■ **What this task involves**
Give back an exact copy of the lines in the records below, from the line that has "a single fit." through the line that has "let state = result.state();", and nothing besides.

#### Available data ####

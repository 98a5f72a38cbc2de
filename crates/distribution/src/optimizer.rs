//! Nelder-Mead driver for maximum-likelihood estimation.
//!
//! Wraps the `argmin` crate to minimise a negative log-likelihood over an
//! unconstrained parameter vector (log-transformed scales).
//!
//! **Not part of the public API.**

use argmin::core::{CostFunction, Executor, State, TerminationReason};
use argmin::solver::neldermead::NelderMead;
use tracing::{debug, trace};

use crate::error::DistributionError;
use crate::family::Family;

/// Iteration cap for a single fit.
const MAX_ITERS: u64 = 5_000;

/// Simplex cost standard deviation at which the search stops.
const SD_TOLERANCE: f64 = 1e-10;

/// Cost reported for parameter vectors outside the support. Kept finite so
/// that the simplex statistics stay well defined.
pub(crate) const PENALTY: f64 = 1e12;

/// Negative log-likelihood over an unconstrained parameter vector.
pub(crate) type NegLogLik = fn(theta: &[f64], data: &[f64]) -> f64;

/// Minimises `nll` over `data` starting from `start` and returns the best
/// parameter vector.
///
/// The initial simplex is `start` plus one vertex per dimension displaced by
/// the matching entry of `steps`.
pub(crate) fn minimize(
    family: Family,
    data: &[f64],
    start: &[f64],
    steps: &[f64],
    nll: NegLogLik,
) -> Result<Vec<f64>, DistributionError> {
    let fail = |reason: String| DistributionError::FitConvergence {
        family,
        n: data.len(),
        reason,
    };

    let mut simplex: Vec<Vec<f64>> = Vec::with_capacity(start.len() + 1);
    simplex.push(start.to_vec());
    for (i, step) in steps.iter().enumerate() {
        let mut vertex = start.to_vec();
        vertex[i] += step;
        simplex.push(vertex);
    }

    let cost = MleCost { data, nll };
    let solver = NelderMead::new(simplex)
        .with_sd_tolerance(SD_TOLERANCE)
        .map_err(|e| fail(format!("invalid simplex: {e}")))?;
    let result = Executor::new(cost, solver)
        .configure(|state| state.max_iters(MAX_ITERS))
        .run()
        .map_err(|e| fail(format!("optimizer error: {e}")))?;

    let state = result.state();
    let iterations = state.get_iter();
    if matches!(
        state.get_termination_reason(),
        Some(TerminationReason::MaxItersReached)
    ) {
        debug!(%family, n = data.len(), iterations, "nelder-mead hit the iteration cap");
        return Err(fail(format!("iteration cap of {MAX_ITERS} reached")));
    }

    let theta = state
        .best_param
        .clone()
        .ok_or_else(|| fail("optimizer returned no parameters".to_string()))?;
    let best_cost = state.best_cost;
    if !best_cost.is_finite() || best_cost >= PENALTY {
        return Err(fail(format!(
            "no parameter vector inside the support (best cost {best_cost})"
        )));
    }

    trace!(%family, n = data.len(), iterations, cost = best_cost, "nelder-mead converged");
    Ok(theta)
}

/// Cost function for argmin: penalised negative log-likelihood.
struct MleCost<'a> {
    data: &'a [f64],
    nll: NegLogLik,
}

impl CostFunction for MleCost<'_> {
    type Param = Vec<f64>;
    type Output = f64;

    fn cost(&self, theta: &Self::Param) -> Result<Self::Output, argmin::core::Error> {
        let value = (self.nll)(theta, self.data);
        if value.is_finite() && value < PENALTY {
            Ok(value)
        } else {
            Ok(PENALTY)
        }
    }
}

####

■ **The answer**
/// Iteration cap for a single fit.
const MAX_ITERS: u64 = 5_000;

/// Simplex cost standard deviation at which the search stops.
const SD_TOLERANCE: f64 = 1e-10;

/// Cost reported for parameter vectors outside the support. Kept finite so
/// that the simplex statistics stay well defined.
pub(crate) const PENALTY: f64 = 1e12;

/// Negative log-likelihood over an unconstrained parameter vector.
pub(crate) type NegLogLik = fn(theta: &[f64], data: &[f64]) -> f64;

/// Minimises `nll` over `data` starting from `start` and returns the best
/// parameter vector.
///
/// The initial simplex is `start` plus one vertex per dimension displaced by
/// the matching entry of `steps`.
pub(crate) fn minimize(
    family: Family,
    data: &[f64],
    start: &[f64],
    steps: &[f64],
    nll: NegLogLik,
) -> Result<Vec<f64>, DistributionError> {
    let fail = |reason: String| DistributionError::FitConvergence {
        family,
        n: data.len(),
        reason,
    };

    let mut simplex: Vec<Vec<f64>> = Vec::with_capacity(start.len() + 1);
    simplex.push(start.to_vec());
    for (i, step) in steps.iter().enumerate() {
        let mut vertex = start.to_vec();
        vertex[i] += step;
        simplex.push(vertex);
    }

    let cost = MleCost { data, nll };
    let solver = NelderMead::new(simplex)
        .with_sd_tolerance(SD_TOLERANCE)
        .map_err(|e| fail(format!("invalid simplex: {e}")))?;
    let result = Executor::new(cost, solver)
        .configure(|state| state.max_iters(MAX_ITERS))
        .run()
        .map_err(|e| fail(format!("optimizer error: {e}")))?;

    let state = result.state();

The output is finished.